Reconsolidation: Or, it’s the ghosts who will answer you by Janice Lee (Success and Failure Series, 2015)

“The memories congregate like / a slow-moving herd of dots.”
*
Janice’s brief work is a fragmentary piece examining Janice’s ghostly dreams of her mother, who died of a brain aneurism — alongside memories of her and philosophical quotes and ideas about memory. It’s a slim but rich text.

Kinship of Clover by Ellen Meeropol (Red Hen Press, 2017)

“I’m building a new life, one that’s all mine.”
*
I picked up Ellen’s novel at AWP earlier this year when she and I signed books together at the Red Hen Press booth — and I’ll be reading with her in Brooklyn on June 8! Kinship of Clover is about Jeremy, a college student who grows up in a commune then becomes really obsessed with plants going extinct and almost gets involved with an ecoterrorist group.
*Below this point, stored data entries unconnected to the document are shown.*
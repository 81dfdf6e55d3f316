use std::num::NonZeroUsize;
use std::sync::Mutex;

/// A bounded LRU cache of loaded bucket snapshots, shared by all in-flight
/// requests. Values are handed out as `Arc` clones so a replacement never
/// invalidates a reader mid-request.
pub struct BucketCache {
    entries: Mutex<lru::LruCache<String, std::sync::Arc<crate::catalog::BucketSnapshot>>>,
}

impl BucketCache {
    pub fn new(capacity: usize) -> Self {
        let capacity = NonZeroUsize::new(capacity.max(1)).unwrap();
        Self {
            entries: Mutex::new(lru::LruCache::new(capacity)),
        }
    }

    fn key(name: &str) -> String {
        format!("/{}", name)
    }

    pub fn get(&self, name: &str) -> Option<std::sync::Arc<crate::catalog::BucketSnapshot>> {
        self.entries.lock().unwrap().get(&Self::key(name)).cloned()
    }

    pub fn put(&self, name: &str, snapshot: std::sync::Arc<crate::catalog::BucketSnapshot>) {
        self.entries.lock().unwrap().put(Self::key(name), snapshot);
    }

    /// Shootdown: drop a cached descriptor which is stale relative to a
    /// concurrent writer.
    pub fn invalidate(&self, name: &str) {
        self.entries.lock().unwrap().pop(&Self::key(name));
    }
}

#[cfg(test)]
mod test {
    use super::*;
    use crate::catalog::BucketSnapshot;
    use models::BucketDescriptor;
    use std::sync::Arc;

    fn snapshot(name: &str) -> Arc<BucketSnapshot> {
        Arc::new(BucketSnapshot {
            desc: BucketDescriptor {
                name: name.to_string(),
                index: Default::default(),
                pre: vec![],
                post: vec![],
                options: Default::default(),
                reindex_active: Default::default(),
                mtime: chrono::Utc::now(),
            },
            pre: vec![],
            post: vec![],
        })
    }

    #[test]
    fn get_put_invalidate() {
        let cache = BucketCache::new(2);
        assert!(cache.get("a").is_none());

        cache.put("a", snapshot("a"));
        assert_eq!(cache.get("a").unwrap().desc.name, "a");

        cache.invalidate("a");
        assert!(cache.get("a").is_none());
    }

    #[test]
    fn capacity_evicts_least_recently_used() {
        let cache = BucketCache::new(2);
        cache.put("a", snapshot("a"));
        cache.put("b", snapshot("b"));
        cache.get("a"); // touch so "b" is the eviction candidate
        cache.put("c", snapshot("c"));

        assert!(cache.get("a").is_some());
        assert!(cache.get("b").is_none());
        assert!(cache.get("c").is_some());
    }
}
Despite the subject matter, this was a calm, genial read.

Show Her a Flower, a Bird, a Shadow by Peg Alford Pursell (ELJ Editions, 2017)

“The night grows long until it’s short, and the sweetened tongue kisses the breath, and the breath is the breath is the breath.”
*
Peg’s slim volume of short prose pieces each give a glimpse of a seemingly nondescript yet poignant moment — a girl watching her mother fall while chasing a dog, a chat between strangers at a bus stop, a woman going hiking with a hole in her sock. A poetic read — and I was lucky enough to get to read with her last month at a reading for Why There Are Words — a series Peg founded!

Travels on the Dance Floor: One Man’s Journey Into the Heart of Salsa by Grevel Lindop (Andre Deutsch, 2010)

“Salsa gives you a new and different experience of your body.”
*
Since I’ve been getting back into salsa, I picked up this hard-to-get memoir — by a tall British poet guy who got so into salsa he decided to go on a 6-week trip to all the major salsa cities of the world, from Havana to Panama City to Miami. Not all the details of the ensuing trip are interesting, but it was cool to learn about how both the dance and the culture around it really varies depending on location.